St. Johns Ship Building, which is located in Palatka, continues to operate during the COVID-19 pandemic.
“We’re all here,” owner Steve Ganoe said in an email.
According to its website, St. Johns Ship Building is a full-service shipbuilding and marine repair company that specializes in constructing new vessels and fixing commercial vessels. The company recently completed an aluminum passenger ferry, which was sent to a New York-based operator.
Production assistant Marcia Ganoe said the company builds boats from scratch and has been doing so for more than a decade.
“We manufacture from the ground up, and it’s fascinating,” Marcia Ganoe said. “Things come in here as flat steel pieces and float out of here two or three months (later) as tugboats.”
Marcia Ganoe said the company regularly builds 152-foot passenger ferries, which can carry up to 150 passengers and up to 30 vehicles at a time. Marcia Ganoe said they recently built such a structure for a Miami-based company.
“If you’re out in San Fransico and saw people being taken around on a boat, we build those,” Marcia Ganoe said. “St. Johns Ship Building has been defined by phenomenal craftsmanship and quality.”
She said her brother Steve Ganoe purchased the company in 2007. The company may work on several out-of-state projects, but the 98-acre Stokes Landing Road shipyard has been a proud employer of Putnam County residents since its founding.
Additionally, the company supports Putnam County by getting its supplies locally from businesses such as Palatka Thermal Logistics and Palatka Bolt.
Brian Bergen, the Putnam County Chamber of Commerce vice president of economic development, said St. Johns Ship Building employs about 120 Putnam County residents.

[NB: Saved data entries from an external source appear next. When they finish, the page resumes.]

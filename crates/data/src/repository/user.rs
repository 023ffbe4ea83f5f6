use async_trait::async_trait;
use moim_core::DataResult;
use moim_model::{ProfileImageChange, User};
use moim_network::UserApi;

use crate::catching::catching;

#[cfg_attr(any(test, feature = "testing"), mockall::automock)]
#[async_trait]
pub trait UserRepository: Send + Sync {
    async fn get_user(&self) -> DataResult<User>;

    /// Rename the user and optionally replace or reset their profile image.
    async fn update_user(&self, name: &str, image: ProfileImageChange) -> DataResult<User>;
}

pub struct UserRepositoryImpl {
    api: UserApi,
}

impl UserRepositoryImpl {
    pub fn new(api: UserApi) -> Self {
        Self { api }
    }
}

#[async_trait]
impl UserRepository for UserRepositoryImpl {
    async fn get_user(&self) -> DataResult<User> {
        catching("get_user", self.api.get_user()).await.map(User::from)
    }

    async fn update_user(&self, name: &str, image: ProfileImageChange) -> DataResult<User> {
        catching("update_user", self.api.update_user(name, &image))
            .await
            .map(User::from)
    }
}
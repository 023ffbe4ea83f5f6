use std::sync::RwLock;

/// Holds the bearer token attached to API requests.
///
/// Persisting the token across launches is up to the embedding platform;
/// it only has to hand the current value to the client on demand.
pub trait TokenStore: Send + Sync {
    fn access_token(&self) -> Option<String>;
    fn set_access_token(&self, token: Option<String>);
}

/// Process-local token store.
#[derive(Debug, Default)]
pub struct MemoryTokenStore {
    token: RwLock<Option<String>>,
}

impl MemoryTokenStore {
    pub fn new(token: Option<String>) -> Self {
        Self {
            token: RwLock::new(token),
        }
    }
}

impl TokenStore for MemoryTokenStore {
    fn access_token(&self) -> Option<String> {
        self.token
            .read()
            .unwrap_or_else(|poisoned| poisoned.into_inner())
            .clone()
    }

    fn set_access_token(&self, token: Option<String>) {
        *self
            .token
            .write()
            .unwrap_or_else(|poisoned| poisoned.into_inner()) = token;
    }
}
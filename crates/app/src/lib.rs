//! Headless screen logic for the MoimTable client.
//!
//! [`AppContainer`] wires configuration, repositories and the plan change bus.
//! Each module under [`feature`] opens one screen as a
//! [`Screen`](view::Screen): a renderer watches its state, takes its event
//! receiver once and sends it actions.

pub mod config;
pub mod container;
pub mod feature;
pub mod view;

pub use config::AppConfig;
pub use container::{AppContainer, Repositories};
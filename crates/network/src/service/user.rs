use moim_model::{ProfileImageChange, UserResponse};
use reqwest::multipart::{Form, Part};

use crate::client::ApiClient;
use crate::error::NetworkError;

/// The signed-in user's profile.
#[derive(Clone)]
pub struct UserApi {
    client: ApiClient,
}

impl UserApi {
    pub fn new(client: ApiClient) -> Self {
        Self { client }
    }

    pub async fn get_user(&self) -> Result<UserResponse, NetworkError> {
        self.client.get(&["user"]).await
    }

    /// Multipart profile update.
    ///
    /// Parts: `userName` always, `imageDefault=true` to reset the avatar, or
    /// an `image` file part for a new one.
    pub async fn update_user(
        &self,
        name: &str,
        image: &ProfileImageChange,
    ) -> Result<UserResponse, NetworkError> {
        let form = profile_form(name, image).await?;
        self.client.patch_multipart(&["user"], form).await
    }
}

async fn profile_form(name: &str, image: &ProfileImageChange) -> Result<Form, NetworkError> {
    let form = Form::new().text("userName", name.to_string());
    let form = match image {
        ProfileImageChange::Keep => form,
        ProfileImageChange::Default => form.text("imageDefault", "true"),
        ProfileImageChange::File(path) => {
            let bytes = tokio::fs::read(path).await?;
            let file_name = path
                .file_name()
                .map(|n| n.to_string_lossy().into_owned())
                .unwrap_or_else(|| "profile.jpg".to_string());
            let part = Part::bytes(bytes)
                .file_name(file_name)
                .mime_str(image_mime(path))?;
            form.part("image", part)
        }
    };
    Ok(form)
}

fn image_mime(path: &std::path::Path) -> &'static str {
    match path
        .extension()
        .and_then(|e| e.to_str())
        .map(str::to_ascii_lowercase)
        .as_deref()
    {
        Some("png") => "image/png",
        Some("gif") => "image/gif",
        Some("webp") => "image/webp",
        _ => "image/jpeg",
    }
}
impl Ord for Snv {
    fn cmp(&self, other: &Self) -> Ordering {
        (self.ref_index, self.ref_call, self.variant_call).cmp(&(
            other.ref_index,
            other.ref_call,
            other.variant_call,
        ))
    }
}

impl PartialOrd for Snv {
    fn partial_cmp(&self, other: &Self) -> Option<Ordering> {
        Some(self.cmp(other))
    }
}

impl fmt::Display for Snv {
    fn fmt(&self, f: &mut fmt::Formatter<'_>) -> fmt::Result {
        write!(
            f,
            "{}:{}>{}",
            self.ref_index + 1,
            self.ref_call as char,
            self.variant_call as char
        )
    }
}

/// The fields of one aligned read that the pipeline consumes. Mapping status, pairing,
/// cigar, calls, and qualities are copied out of the BAM record so the processing code
/// stays independent of the reader.
#[derive(Debug, Clone)]
pub struct ReadData {
    pub name: Vec<u8>,
    pub is_unmapped: bool,
    pub is_paired: bool,
    /// 0-based leftmost reference coordinate of the alignment
    pub start: i64,
    pub cigar: Vec<Cigar>,
    pub seq: Vec<u8>,
    pub quals: Vec<u8>,
}

impl ReadData {
    pub fn from_record(rec: &bam::Record) -> Self {
        ReadData {
            name: rec.qname().to_vec(),
            is_unmapped: rec.is_unmapped(),
            is_paired: rec.is_paired(),
            start: rec.pos() as i64,
            cigar: rec.cigar().iter().cloned().collect(),
            seq: rec.seq().as_bytes(),
            quals: rec.qual().to_vec(),
        }
    }

    pub fn name_lossy(&self) -> String {
        String::from_utf8_lossy(&self.name).into_owned()
    }
}

/// The per-molecule result of diffing one read (or one reconciled pair) against the
/// reference: an ascending list of disjoint covered reference intervals, and the SNVs
/// within them. `snvs` is `None` for an inconsistent mate pair, which still contributes
/// coverage but no variant calls.
#[derive(Debug, Clone)]
pub struct ReadReport {
    pub ref_coverage: Vec<Interval>,
    pub snvs: Option<Vec<Snv>>,
}

impl ReadReport {
    pub fn new(ref_coverage: Vec<Interval>, snvs: Vec<Snv>) -> Self {
        ReadReport {
            ref_coverage,
            snvs: Some(snvs),
        }
    }

    /// Report of a read that produced no usable alignment (unmapped or fully trimmed)
    pub fn null_report() -> Self {
        ReadReport::new(Vec::new(), Vec::new())
    }
}

/// Outcome of reconciling the two mates of a molecule.
#[derive(Debug)]
pub enum Reconciled {
    /// One consistent molecule report (also covers the solo fallback when one mate had
    /// no coverage, and the inconsistent-pair case where `snvs` is absent)
    Combined(ReadReport),
    /// The mates cover disjoint reference ranges; apply both reports independently
    Disjoint(ReadReport, ReadReport),
}

enum AlignOp {
    Match,
    Insertion,
    Deletion,
    SoftClip,
}

fn classify(cigar: &Cigar) -> Result<(AlignOp, u32)> {
    match *cigar {
        Cigar::Match(len) | Cigar::Equal(len) | Cigar::Diff(len) => Ok((AlignOp::Match, len)),
        Cigar::Ins(len) => Ok((AlignOp::Insertion, len)),
        Cigar::Del(len) => Ok((AlignOp::Deletion, len)),
        Cigar::SoftClip(len) => Ok((AlignOp::SoftClip, len)),
        ref op => Err(Error::UnanticipatedCigarOperator(op.char())),
    }
}

/// Walks the read's cigar against the reference and reports covered reference intervals
/// plus base-level variations, restricted to the trimmed window `[trim.start, trim.end)`
/// of read-local indices.
///
/// Soft clips are treated as matches: a leading soft clip shifts the starting reference
/// index backward by the clip length so the clipped bases are compared in place.
pub fn analyze_alignment(read: &ReadData, trim: Interval, ref_seq: &[u8]) -> Result<ReadReport> {
    let mut ops = read.cigar.iter();
    let (mut op, mut op_count) = classify(ops.next().ok_or(Error::ExhaustedCigar)?)?;

    let mut ref_index = read.start;
    let mut read_index = 0;

    // pretend that soft-clips are matches
    if let AlignOp::SoftClip = op {
        ref_index -= i64::from(op_count);
    }

    let mut variations = Vec::new();
    let mut ref_coverage_list = Vec::new();
    let mut ref_coverage_begin: i64 = -1;
    let mut ref_coverage_end: i64 = -1;

    loop {
        if read_index >= trim.start && ref_index >= 0 {
            let ref_idx = ref_index as usize;
            if ref_coverage_begin == -1 {
                ref_coverage_begin = ref_index;
                ref_coverage_end = ref_index;
            }
            match op {
                AlignOp::Deletion => {
                    variations.push(Snv::new(
                        ref_idx,
                        ref_seq[ref_idx],
                        NO_CALL,
                        read.quals[read_index],
                    ));
                }
                AlignOp::Insertion => {
                    let call = read.seq[read_index] & UPPERCASE_MASK;
                    variations.push(Snv::new(ref_idx, NO_CALL, call, read.quals[read_index]));
                }
                AlignOp::Match | AlignOp::SoftClip => {
                    let call = read.seq[read_index] & UPPERCASE_MASK;
                    if call != ref_seq[ref_idx] {
                        variations.push(Snv::new(
                            ref_idx,
                            ref_seq[ref_idx],
                            call,
                            read.quals[read_index],
                        ));
                    }
                    if ref_index == ref_coverage_end {
                        ref_coverage_end += 1;
                    } else {
                        ref_coverage_list.push(Interval::new(
                            ref_coverage_begin as usize,
                            ref_coverage_end as usize,
                        ));
                        ref_coverage_begin = ref_index;
                        ref_coverage_end = ref_index + 1;
                    }
                }
            }
        }

        if !matches!(op, AlignOp::Deletion) {
            read_index += 1;
            if read_index == trim.end {
                break;
            }
        }

        if !matches!(op, AlignOp::Insertion) {
            ref_index += 1;
            if ref_index == ref_seq.len() as i64 {
                break;
            }
        }

        op_count -= 1;
        if op_count == 0 {
            let next = classify(ops.next().ok_or(Error::ExhaustedCigar)?)?;
            op = next.0;
            op_count = next.1;
        }
    }

    if ref_coverage_begin < ref_coverage_end {
        ref_coverage_list.push(Interval::new(
            ref_coverage_begin as usize,
            ref_coverage_end as usize,
        ));
    }

    Ok(ReadReport::new(ref_coverage_list, variations))
}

“Like any other manufacturer of that size and magnitude, they have a pretty significant impact on the county through their employment,” Bergen said.
Other companies may have laid off some of their employees during the pandemic, but St. Johns Ship Building has been able to avoid that due to its roster constantly revolving.
However, the shipbuilding company has run into some challenges in recent times.
Due to the pandemic, St. Johns Ship Building is having trouble contacting clients with which it has contracts.
“We were delivering a restaurant barge for a company up in New York, but they’re shut down,” Marcia Ganoe said. “Nobody is answering the phone.”
In addition to communication issues, the company has also found it difficult to get some materials due to COVID-19.
“We would typically order materials, have everything here and be ready to start at the jump,” Marcia Ganoe said. “But you can’t do that whenever you’re unsure if your customers are going to be able to complete their commitments in the way they intended.”
Despite the difficulties, the Ganoe family said they are grateful to still be operating.
Marcia Ganoe said St. Johns Ship Building has been following Centers for Disease Control and Prevention guidelines, with the shipyard practicing social distancing and increased sanitation for the past few months.
“We are affected by the uncertainty and certainly the steps we took to keep our customers and employees safe,” Marcia Ganoe said. “But we were deemed essential and we were allowed to keep working.”